WHAT YOU WILL DO: For the data below, work out the number of lines containing the string "VideoWriter" and answer with that number only.

:: RECORDS FOR THIS EXERCISE ::

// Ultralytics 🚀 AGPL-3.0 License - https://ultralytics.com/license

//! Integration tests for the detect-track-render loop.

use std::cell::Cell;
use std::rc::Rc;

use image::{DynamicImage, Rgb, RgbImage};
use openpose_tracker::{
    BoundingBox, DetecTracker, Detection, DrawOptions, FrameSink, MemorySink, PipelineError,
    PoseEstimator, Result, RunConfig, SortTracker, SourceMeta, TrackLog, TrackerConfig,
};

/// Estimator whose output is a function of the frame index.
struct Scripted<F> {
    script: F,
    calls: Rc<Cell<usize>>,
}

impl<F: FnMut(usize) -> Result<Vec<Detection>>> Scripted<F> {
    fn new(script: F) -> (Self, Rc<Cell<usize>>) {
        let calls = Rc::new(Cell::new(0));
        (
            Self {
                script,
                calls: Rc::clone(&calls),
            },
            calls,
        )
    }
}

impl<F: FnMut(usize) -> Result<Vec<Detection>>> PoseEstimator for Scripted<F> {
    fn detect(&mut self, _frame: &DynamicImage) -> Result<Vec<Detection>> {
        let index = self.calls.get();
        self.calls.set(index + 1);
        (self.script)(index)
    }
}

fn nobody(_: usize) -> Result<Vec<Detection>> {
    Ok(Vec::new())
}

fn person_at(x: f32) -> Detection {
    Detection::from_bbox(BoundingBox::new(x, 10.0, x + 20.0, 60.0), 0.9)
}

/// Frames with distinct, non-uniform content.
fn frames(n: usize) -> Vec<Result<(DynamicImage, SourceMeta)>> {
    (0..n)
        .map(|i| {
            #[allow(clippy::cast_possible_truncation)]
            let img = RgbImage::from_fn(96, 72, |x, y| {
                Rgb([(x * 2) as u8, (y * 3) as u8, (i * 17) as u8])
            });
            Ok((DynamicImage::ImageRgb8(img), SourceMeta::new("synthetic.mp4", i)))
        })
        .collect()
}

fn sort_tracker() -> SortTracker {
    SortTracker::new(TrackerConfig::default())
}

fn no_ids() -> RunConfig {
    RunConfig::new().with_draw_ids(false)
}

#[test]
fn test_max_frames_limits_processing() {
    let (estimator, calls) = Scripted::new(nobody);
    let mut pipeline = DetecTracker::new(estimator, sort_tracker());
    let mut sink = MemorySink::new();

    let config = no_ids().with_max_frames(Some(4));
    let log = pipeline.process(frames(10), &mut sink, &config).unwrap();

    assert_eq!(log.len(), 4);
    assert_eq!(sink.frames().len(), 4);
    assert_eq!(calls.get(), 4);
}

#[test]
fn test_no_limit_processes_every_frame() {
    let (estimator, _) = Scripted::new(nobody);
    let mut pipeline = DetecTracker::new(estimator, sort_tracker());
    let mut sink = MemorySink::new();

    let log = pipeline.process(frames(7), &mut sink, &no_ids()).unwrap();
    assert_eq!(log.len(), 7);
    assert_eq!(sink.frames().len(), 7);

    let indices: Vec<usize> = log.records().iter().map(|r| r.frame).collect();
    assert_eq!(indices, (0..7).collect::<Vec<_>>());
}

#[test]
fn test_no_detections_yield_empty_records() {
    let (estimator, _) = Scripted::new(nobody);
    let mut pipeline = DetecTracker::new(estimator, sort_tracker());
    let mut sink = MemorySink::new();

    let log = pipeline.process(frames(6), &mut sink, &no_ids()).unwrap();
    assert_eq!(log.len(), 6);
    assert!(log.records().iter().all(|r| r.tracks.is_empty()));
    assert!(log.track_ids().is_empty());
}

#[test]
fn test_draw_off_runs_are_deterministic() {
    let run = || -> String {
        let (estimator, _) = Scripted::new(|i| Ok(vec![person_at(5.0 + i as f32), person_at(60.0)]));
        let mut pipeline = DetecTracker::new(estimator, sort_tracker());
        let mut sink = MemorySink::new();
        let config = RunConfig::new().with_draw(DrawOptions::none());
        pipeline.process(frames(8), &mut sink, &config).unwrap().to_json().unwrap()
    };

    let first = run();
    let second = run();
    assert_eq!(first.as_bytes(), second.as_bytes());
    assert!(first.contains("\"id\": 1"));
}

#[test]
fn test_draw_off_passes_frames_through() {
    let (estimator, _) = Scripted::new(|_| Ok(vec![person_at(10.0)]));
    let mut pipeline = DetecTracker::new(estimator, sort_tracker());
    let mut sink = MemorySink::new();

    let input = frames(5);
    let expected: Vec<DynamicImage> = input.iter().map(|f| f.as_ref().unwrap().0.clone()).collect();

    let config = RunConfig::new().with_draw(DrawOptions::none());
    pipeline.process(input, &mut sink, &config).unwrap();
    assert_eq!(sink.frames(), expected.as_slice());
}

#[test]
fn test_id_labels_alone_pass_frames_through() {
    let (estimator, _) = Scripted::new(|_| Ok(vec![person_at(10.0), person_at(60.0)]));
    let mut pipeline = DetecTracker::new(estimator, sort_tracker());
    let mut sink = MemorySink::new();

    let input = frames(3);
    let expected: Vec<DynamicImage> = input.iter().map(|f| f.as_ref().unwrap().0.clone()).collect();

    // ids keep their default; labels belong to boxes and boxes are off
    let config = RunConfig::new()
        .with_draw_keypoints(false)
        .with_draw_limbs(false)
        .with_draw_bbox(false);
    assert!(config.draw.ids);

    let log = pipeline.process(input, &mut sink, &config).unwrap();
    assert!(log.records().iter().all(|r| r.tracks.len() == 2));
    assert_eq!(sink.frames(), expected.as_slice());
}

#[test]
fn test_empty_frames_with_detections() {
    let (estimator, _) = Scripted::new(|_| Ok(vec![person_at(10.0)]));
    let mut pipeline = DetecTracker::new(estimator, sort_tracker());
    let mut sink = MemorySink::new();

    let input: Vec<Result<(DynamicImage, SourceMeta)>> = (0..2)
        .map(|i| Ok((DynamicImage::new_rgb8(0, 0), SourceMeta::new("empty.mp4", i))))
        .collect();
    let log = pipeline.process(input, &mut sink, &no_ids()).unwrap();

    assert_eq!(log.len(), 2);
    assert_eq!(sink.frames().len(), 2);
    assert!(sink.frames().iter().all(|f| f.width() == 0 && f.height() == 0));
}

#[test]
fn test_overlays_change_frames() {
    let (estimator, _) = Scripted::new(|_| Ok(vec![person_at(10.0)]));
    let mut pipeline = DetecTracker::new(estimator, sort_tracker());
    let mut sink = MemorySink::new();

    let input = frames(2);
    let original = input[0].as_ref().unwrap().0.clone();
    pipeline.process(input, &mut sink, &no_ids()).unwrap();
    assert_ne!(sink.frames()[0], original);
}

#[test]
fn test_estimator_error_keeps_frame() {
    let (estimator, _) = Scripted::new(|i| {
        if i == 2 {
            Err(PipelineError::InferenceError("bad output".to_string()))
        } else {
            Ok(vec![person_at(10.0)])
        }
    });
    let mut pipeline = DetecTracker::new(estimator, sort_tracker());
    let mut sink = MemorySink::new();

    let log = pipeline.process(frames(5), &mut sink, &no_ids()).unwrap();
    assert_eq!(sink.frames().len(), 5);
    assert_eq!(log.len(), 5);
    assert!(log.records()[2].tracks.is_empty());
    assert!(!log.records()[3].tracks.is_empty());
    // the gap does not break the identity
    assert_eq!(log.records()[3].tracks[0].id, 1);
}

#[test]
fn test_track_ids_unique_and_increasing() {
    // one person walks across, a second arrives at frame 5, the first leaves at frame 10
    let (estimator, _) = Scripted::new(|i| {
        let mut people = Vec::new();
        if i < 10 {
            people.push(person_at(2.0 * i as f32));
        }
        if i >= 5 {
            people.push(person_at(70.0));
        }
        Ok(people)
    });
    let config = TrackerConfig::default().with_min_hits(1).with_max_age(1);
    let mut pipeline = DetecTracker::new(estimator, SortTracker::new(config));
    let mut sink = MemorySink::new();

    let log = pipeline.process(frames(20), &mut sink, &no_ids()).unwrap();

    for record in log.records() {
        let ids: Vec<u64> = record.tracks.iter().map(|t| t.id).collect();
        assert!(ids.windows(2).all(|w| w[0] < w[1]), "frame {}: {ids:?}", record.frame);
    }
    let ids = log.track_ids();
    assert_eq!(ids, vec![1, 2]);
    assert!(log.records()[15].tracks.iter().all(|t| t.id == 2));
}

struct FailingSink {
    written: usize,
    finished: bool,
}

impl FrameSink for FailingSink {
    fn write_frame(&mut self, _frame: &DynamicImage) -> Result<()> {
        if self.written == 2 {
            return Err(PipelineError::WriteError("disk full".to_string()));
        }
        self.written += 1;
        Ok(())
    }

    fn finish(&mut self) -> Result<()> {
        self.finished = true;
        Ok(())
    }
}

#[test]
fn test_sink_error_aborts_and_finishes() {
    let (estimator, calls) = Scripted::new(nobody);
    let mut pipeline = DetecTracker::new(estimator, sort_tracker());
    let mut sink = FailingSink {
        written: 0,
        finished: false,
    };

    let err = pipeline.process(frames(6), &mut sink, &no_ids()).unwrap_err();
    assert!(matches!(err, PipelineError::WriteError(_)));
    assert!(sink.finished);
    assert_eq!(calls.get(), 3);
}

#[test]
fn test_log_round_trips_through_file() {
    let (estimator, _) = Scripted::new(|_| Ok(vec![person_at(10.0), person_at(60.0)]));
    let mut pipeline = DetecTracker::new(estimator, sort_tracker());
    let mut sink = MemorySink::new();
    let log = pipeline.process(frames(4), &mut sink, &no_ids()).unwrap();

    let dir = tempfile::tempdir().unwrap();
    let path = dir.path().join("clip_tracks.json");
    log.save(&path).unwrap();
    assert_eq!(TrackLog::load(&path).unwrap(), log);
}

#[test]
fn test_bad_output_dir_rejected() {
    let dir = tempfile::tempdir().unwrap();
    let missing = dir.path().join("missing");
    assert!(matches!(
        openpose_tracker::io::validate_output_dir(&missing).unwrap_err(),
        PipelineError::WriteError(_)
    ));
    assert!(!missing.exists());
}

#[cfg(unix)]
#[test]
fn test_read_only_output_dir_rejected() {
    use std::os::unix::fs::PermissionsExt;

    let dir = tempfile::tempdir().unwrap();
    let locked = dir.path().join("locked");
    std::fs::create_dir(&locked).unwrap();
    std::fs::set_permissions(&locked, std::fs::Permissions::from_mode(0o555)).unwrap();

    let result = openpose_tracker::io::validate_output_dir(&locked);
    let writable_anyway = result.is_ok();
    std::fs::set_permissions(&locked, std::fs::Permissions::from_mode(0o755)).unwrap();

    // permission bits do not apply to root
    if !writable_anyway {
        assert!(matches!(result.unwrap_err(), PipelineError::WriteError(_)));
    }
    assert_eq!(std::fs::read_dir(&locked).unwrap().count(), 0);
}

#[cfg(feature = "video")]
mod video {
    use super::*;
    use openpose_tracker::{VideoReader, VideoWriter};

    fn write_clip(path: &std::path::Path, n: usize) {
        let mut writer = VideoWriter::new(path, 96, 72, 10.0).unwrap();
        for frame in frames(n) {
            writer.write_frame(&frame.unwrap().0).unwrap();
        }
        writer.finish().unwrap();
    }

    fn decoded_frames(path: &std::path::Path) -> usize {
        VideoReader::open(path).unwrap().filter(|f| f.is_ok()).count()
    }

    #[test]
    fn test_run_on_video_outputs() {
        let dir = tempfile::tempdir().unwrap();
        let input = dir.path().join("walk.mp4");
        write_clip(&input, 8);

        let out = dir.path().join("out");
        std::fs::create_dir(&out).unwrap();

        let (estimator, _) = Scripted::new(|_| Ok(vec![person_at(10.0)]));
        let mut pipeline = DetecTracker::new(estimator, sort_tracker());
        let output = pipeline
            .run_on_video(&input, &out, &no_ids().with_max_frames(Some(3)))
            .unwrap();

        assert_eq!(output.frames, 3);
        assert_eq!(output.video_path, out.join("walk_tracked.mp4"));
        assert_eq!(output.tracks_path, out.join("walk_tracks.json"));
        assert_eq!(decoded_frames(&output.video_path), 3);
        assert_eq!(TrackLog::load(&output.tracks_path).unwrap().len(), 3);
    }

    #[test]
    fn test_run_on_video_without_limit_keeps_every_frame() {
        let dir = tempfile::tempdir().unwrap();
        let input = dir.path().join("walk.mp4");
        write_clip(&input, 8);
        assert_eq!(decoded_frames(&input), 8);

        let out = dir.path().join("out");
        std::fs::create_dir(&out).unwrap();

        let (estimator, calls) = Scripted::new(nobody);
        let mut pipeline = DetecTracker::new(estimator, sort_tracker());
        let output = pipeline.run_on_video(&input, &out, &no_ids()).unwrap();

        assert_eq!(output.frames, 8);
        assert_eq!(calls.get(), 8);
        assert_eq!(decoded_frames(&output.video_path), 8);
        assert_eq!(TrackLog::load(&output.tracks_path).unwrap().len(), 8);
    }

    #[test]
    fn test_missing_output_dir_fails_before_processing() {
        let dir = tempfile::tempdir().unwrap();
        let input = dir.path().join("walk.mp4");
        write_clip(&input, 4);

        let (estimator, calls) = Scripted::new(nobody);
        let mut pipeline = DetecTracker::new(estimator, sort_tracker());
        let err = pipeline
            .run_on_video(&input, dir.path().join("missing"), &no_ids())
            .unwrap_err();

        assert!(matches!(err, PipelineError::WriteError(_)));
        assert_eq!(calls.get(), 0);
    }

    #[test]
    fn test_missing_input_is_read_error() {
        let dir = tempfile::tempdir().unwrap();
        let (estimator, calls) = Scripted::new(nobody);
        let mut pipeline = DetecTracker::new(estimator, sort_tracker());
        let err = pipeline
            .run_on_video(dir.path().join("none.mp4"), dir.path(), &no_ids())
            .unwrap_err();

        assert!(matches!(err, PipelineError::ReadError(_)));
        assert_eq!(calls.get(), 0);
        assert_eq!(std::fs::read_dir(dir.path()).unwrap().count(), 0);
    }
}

:::

ANSWER AREA: 2